CARBON DIOXIDE AND CARBONATE CEMENTS IN THE OTWAY BASIN: IMPLICATIONS FOR GEOLOGICAL STORAGE OF CARBON DIOXIDE

Abstract

Understanding CO2 source and carbonate cements in natural gas accumulations is important for predicting the behaviour of anthropogenic CO2 in a reservoir system. The Otway Basin offers an excellent opportunity to examine late CO2-derived cements as an analogue for mineralogical storage of CO2. Understanding Otway Basin diagenesis and carbonate cement distribution is also of great significance to petroleum production in the region.

Elemental and textural examination of Otway Basin cements has identified five carbonates in reservoir rock from CO2-rich gas accumulations. These carbonates show an overall increase in Fe2+ and Mg2+ relative to the calcites in CO2-free reservoir rock, indicating cation derivation from CO2 interaction with labile minerals.

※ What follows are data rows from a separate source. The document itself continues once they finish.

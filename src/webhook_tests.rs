// Copyright (c) 2025 Erick Bourgeois, firestoned
// SPDX-License-Identifier: MIT

//! Tests for the webhook HTTP surface, served on an ephemeral port.

#[cfg(test)]
mod tests {
    use async_trait::async_trait;
    use reqwest::header::CONTENT_TYPE;
    use reqwest::StatusCode;
    use serde_json::{json, Value};
    use std::sync::{Arc, Mutex};
    use tokio::net::TcpListener;

    use crate::client::HostOverrideClient;
    use crate::constants::{INGRESS_CLASS_LABEL, WEBHOOK_MEDIA_TYPE};
    use crate::domain_filter::DomainFilter;
    use crate::endpoint::Endpoint;
    use crate::errors::ClientError;
    use crate::host_override::{HostOverride, NewHostOverride};
    use crate::ingress_class::IngressClassMap;
    use crate::provider::UnboundProvider;
    use crate::webhook::{health_router, router, serve};

    /// Host-override store kept in memory.
    #[derive(Default)]
    struct MemoryClient {
        rows: Mutex<Vec<HostOverride>>,
        reconfigures: Mutex<usize>,
        fail_list: bool,
        fail_reconfigure: bool,
    }

    impl MemoryClient {
        fn with_rows(rows: Vec<HostOverride>) -> Self {
            Self {
                rows: Mutex::new(rows),
                ..Self::default()
            }
        }
    }

    #[async_trait]
    impl HostOverrideClient for MemoryClient {
        async fn list_host_overrides(&self) -> Result<Vec<HostOverride>, ClientError> {
            if self.fail_list {
                return Err(ClientError::Status {
                    url: "https://fw/api/unbound/settings/searchHostOverride".to_string(),
                    status: StatusCode::UNAUTHORIZED,
                    body: "Authentication Failed".to_string(),
                });
            }
            Ok(self.rows.lock().unwrap().clone())
        }

        async fn create_host_override(&self, endpoint: &Endpoint) -> Result<String, ClientError> {
            let host = NewHostOverride::from_endpoint(endpoint)?;
            let mut rows = self.rows.lock().unwrap();
            let uuid = format!("uuid-{}", rows.len());
            rows.push(HostOverride {
                uuid: uuid.clone(),
                enabled: host.enabled,
                hostname: host.hostname,
                domain: host.domain,
                rr: host.rr,
                server: host.server,
                description: host.description,
            });
            Ok(uuid)
        }

        async fn delete_host_override(&self, endpoint: &Endpoint) -> Result<(), ClientError> {
            self.rows
                .lock()
                .unwrap()
                .retain(|row| !row.matches(endpoint));
            Ok(())
        }

        async fn reconfigure(&self) -> Result<(), ClientError> {
            if self.fail_reconfigure {
                return Err(ClientError::Rejected {
                    operation: "reconfigure",
                    detail: "status=failed".to_string(),
                });
            }
            *self.reconfigures.lock().unwrap() += 1;
            Ok(())
        }
    }

    fn row(hostname: &str, domain: &str, rr: &str, server: &str) -> HostOverride {
        HostOverride {
            uuid: format!("{hostname}-{domain}"),
            enabled: "1".to_string(),
            hostname: hostname.to_string(),
            domain: domain.to_string(),
            rr: rr.to_string(),
            server: server.to_string(),
            description: String::new(),
        }
    }

    fn nginx_classes() -> IngressClassMap {
        [("nginx", "10.0.0.5")].into_iter().collect()
    }

    async fn spawn(client: Arc<MemoryClient>, filter: DomainFilter) -> String {
        let provider = UnboundProvider::new(client, filter, nginx_classes());
        let listener = TcpListener::bind("127.0.0.1:0").await.unwrap();
        let addr = listener.local_addr().unwrap();
        tokio::spawn(serve(
            listener,
            router(Arc::new(provider)),
            std::future::pending(),
        ));
        format!("http://{addr}")
    }

    fn content_type(response: &reqwest::Response) -> &str {
        response
            .headers()
            .get(CONTENT_TYPE)
            .and_then(|value| value.to_str().ok())
            .unwrap_or_default()
    }

    // =====================================================
    // Negotiation
    // =====================================================

    #[tokio::test]
    async fn test_negotiate_returns_domain_filter() {
        let filter = DomainFilter::from_csv("example.com", "lab.example.com");
        let base = spawn(Arc::new(MemoryClient::default()), filter).await;

        let response = reqwest::get(format!("{base}/")).await.unwrap();

        assert_eq!(response.status(), StatusCode::OK);
        assert_eq!(content_type(&response), WEBHOOK_MEDIA_TYPE);
        let body: Value = response.json().await.unwrap();
        assert_eq!(
            body,
            json!({"include": ["example.com"], "exclude": ["lab.example.com"]})
        );
    }

    #[tokio::test]
    async fn test_negotiate_without_filter_is_empty_object() {
        let base = spawn(Arc::new(MemoryClient::default()), DomainFilter::default()).await;

        let body: Value = reqwest::get(format!("{base}/"))
            .await
            .unwrap()
            .json()
            .await
            .unwrap();

        assert_eq!(body, json!({}));
    }

    // =====================================================
    // Records
    // =====================================================

    #[tokio::test]
    async fn test_get_records_filters_names() {
        let client = Arc::new(MemoryClient::with_rows(vec![
            row("www", "example.com", "A (IPv4 address)", "192.0.2.10"),
            row("nas", "home.arpa", "A (IPv4 address)", "192.0.2.20"),
        ]));
        let base = spawn(client, DomainFilter::from_csv("example.com", "")).await;

        let response = reqwest::get(format!("{base}/records")).await.unwrap();

        assert_eq!(response.status(), StatusCode::OK);
        assert_eq!(content_type(&response), WEBHOOK_MEDIA_TYPE);
        let body: Value = response.json().await.unwrap();
        assert_eq!(
            body,
            json!([{"dnsName": "www.example.com", "targets": ["192.0.2.10"], "recordType": "A"}])
        );
    }

    #[tokio::test]
    async fn test_get_records_failure_is_500_with_cause() {
        let client = Arc::new(MemoryClient {
            fail_list: true,
            ..MemoryClient::default()
        });
        let base = spawn(client, DomainFilter::default()).await;

        let response = reqwest::get(format!("{base}/records")).await.unwrap();

        assert_eq!(response.status(), StatusCode::INTERNAL_SERVER_ERROR);
        assert!(response.text().await.unwrap().contains("Authentication Failed"));
    }

    #[tokio::test]
    async fn test_post_records_applies_changes() {
        let client = Arc::new(MemoryClient::with_rows(vec![row(
            "old",
            "example.com",
            "A",
            "192.0.2.1",
        )]));
        let base = spawn(Arc::clone(&client), DomainFilter::default()).await;

        let changes = json!({
            "Create": [{
                "dnsName": "app.example.com",
                "targets": ["ingress.example.com"],
                "recordType": "CNAME",
                "labels": {INGRESS_CLASS_LABEL: "nginx"}
            }],
            "UpdateOld": null,
            "UpdateNew": null,
            "Delete": [{"dnsName": "old.example.com", "targets": ["192.0.2.1"], "recordType": "A"}]
        });

        let response = reqwest::Client::new()
            .post(format!("{base}/records"))
            .header(CONTENT_TYPE, WEBHOOK_MEDIA_TYPE)
            .body(changes.to_string())
            .send()
            .await
            .unwrap();

        assert_eq!(response.status(), StatusCode::NO_CONTENT);

        let rows = client.rows.lock().unwrap().clone();
        assert_eq!(rows.len(), 1);
        assert_eq!(rows[0].hostname, "app");
        assert_eq!(rows[0].rr, "A");
        assert_eq!(rows[0].server, "10.0.0.5");
        assert_eq!(*client.reconfigures.lock().unwrap(), 1);
    }

    #[tokio::test]
    async fn test_post_records_reconfigure_failure_is_500() {
        let client = Arc::new(MemoryClient {
            fail_reconfigure: true,
            ..MemoryClient::default()
        });
        let base = spawn(client, DomainFilter::default()).await;

        let response = reqwest::Client::new()
            .post(format!("{base}/records"))
            .header(CONTENT_TYPE, WEBHOOK_MEDIA_TYPE)
            .body("{}")
            .send()
            .await
            .unwrap();

        assert_eq!(response.status(), StatusCode::INTERNAL_SERVER_ERROR);
        let body = response.text().await.unwrap();
        assert!(body.contains("reconfigure failed"));
        assert!(body.contains("status=failed"));
    }

    #[tokio::test]
    async fn test_post_records_multi_target_create_blocks_reconfigure() {
        let client = Arc::new(MemoryClient::with_rows(vec![row(
            "old",
            "example.com",
            "A",
            "192.0.2.1",
        )]));
        let base = spawn(Arc::clone(&client), DomainFilter::default()).await;

        let changes = json!({
            "Delete": [{"dnsName": "old.example.com", "targets": ["192.0.2.1"], "recordType": "A"}],
            "Create": [{
                "dnsName": "multi.example.com",
                "targets": ["192.0.2.10", "192.0.2.11"],
                "recordType": "A"
            }]
        });

        let response = reqwest::Client::new()
            .post(format!("{base}/records"))
            .header(CONTENT_TYPE, WEBHOOK_MEDIA_TYPE)
            .body(changes.to_string())
            .send()
            .await
            .unwrap();

        assert_eq!(response.status(), StatusCode::INTERNAL_SERVER_ERROR);
        assert!(response.text().await.unwrap().contains("has 2 targets"));
        // The delete stays applied but Unbound was never reconfigured
        assert!(client.rows.lock().unwrap().is_empty());
        assert_eq!(*client.reconfigures.lock().unwrap(), 0);
    }

    #[tokio::test]
    async fn test_post_records_malformed_body_is_client_error() {
        let client = Arc::new(MemoryClient::default());
        let base = spawn(Arc::clone(&client), DomainFilter::default()).await;

        let response = reqwest::Client::new()
            .post(format!("{base}/records"))
            .header(CONTENT_TYPE, WEBHOOK_MEDIA_TYPE)
            .body("{\"Create\": 42}")
            .send()
            .await
            .unwrap();

        assert!(response.status().is_client_error());
        assert_eq!(*client.reconfigures.lock().unwrap(), 0);
    }

    // =====================================================
    // Adjust endpoints
    // =====================================================

    #[tokio::test]
    async fn test_adjust_endpoints_rewrites_mapped_cnames() {
        let base = spawn(Arc::new(MemoryClient::default()), DomainFilter::default()).await;

        let endpoints = json!([
            {"dnsName": "app.example.com", "targets": ["lb.example.com"], "recordType": "CNAME",
             "labels": {INGRESS_CLASS_LABEL: "nginx"}},
            {"dnsName": "txt.example.com", "targets": ["\"v=spf1 -all\""], "recordType": "TXT"}
        ]);

        let response = reqwest::Client::new()
            .post(format!("{base}/adjustendpoints"))
            .header(CONTENT_TYPE, WEBHOOK_MEDIA_TYPE)
            .body(endpoints.to_string())
            .send()
            .await
            .unwrap();

        assert_eq!(response.status(), StatusCode::OK);
        assert_eq!(content_type(&response), WEBHOOK_MEDIA_TYPE);
        let adjusted: Vec<Endpoint> = response.json().await.unwrap();
        assert_eq!(adjusted.len(), 2);
        assert_eq!(adjusted[0].record_type.as_str(), "A");
        assert_eq!(adjusted[0].targets, vec!["10.0.0.5".to_string()]);
        assert_eq!(adjusted[1].record_type.as_str(), "TXT");
    }

    // =====================================================
    // Health
    // =====================================================

    #[tokio::test]
    async fn test_health_and_metrics() {
        let listener = TcpListener::bind("127.0.0.1:0").await.unwrap();
        let addr = listener.local_addr().unwrap();
        tokio::spawn(serve(listener, health_router(), std::future::pending()));

        let health = reqwest::get(format!("http://{addr}/healthz")).await.unwrap();
        assert_eq!(health.status(), StatusCode::OK);
        assert_eq!(health.text().await.unwrap(), "ok");

        crate::metrics::record_managed_records(1);
        let metrics = reqwest::get(format!("http://{addr}/metrics")).await.unwrap();
        assert_eq!(metrics.status(), StatusCode::OK);
        assert!(metrics
            .text()
            .await
            .unwrap()
            .contains("unbound_webhook_managed_records"));
    }
}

δ13C isotopes of 2.18‰ to -6.7‰ PDB from late carbonate cements in reservoirs containing CO2, confirm an inorganic CO2 origin. 3He/4He gas isotopic ratios of R/Ra > 1 indicate a predominantly mantle input for the CO2-rich accumulations.

Degassing of magma associated with Pleistocene to Recent volcanics is suggested as the dominant, CO2 source for the existing CO2 accumulations. CO2 influx from the magmatic source was rapid, and is the most analogous scenario to injection of anthropogenic CO2. Natural influx of CO2 and the opportunity for mineralisation of CO2 is variable, with CO2 dissolving some original carbonate and precipitation dependant on pH, ρCO2, and available cations. Positive mineralogical CO2 storage occurs in the Pretty Hill Formation, due to a higher content of labile lithic minerals, with ~36 kg/m3 of CO2 (~48 kg/m3 carbonate) stored in the Ladbroke Grove Field from the current CO2 phase. The Waarre Sandstone has negative mineralogical storage of CO2, with less carbonate than similar reservoir rock without CO2, and therefore more CO2 being released from dissolution of early carbonates.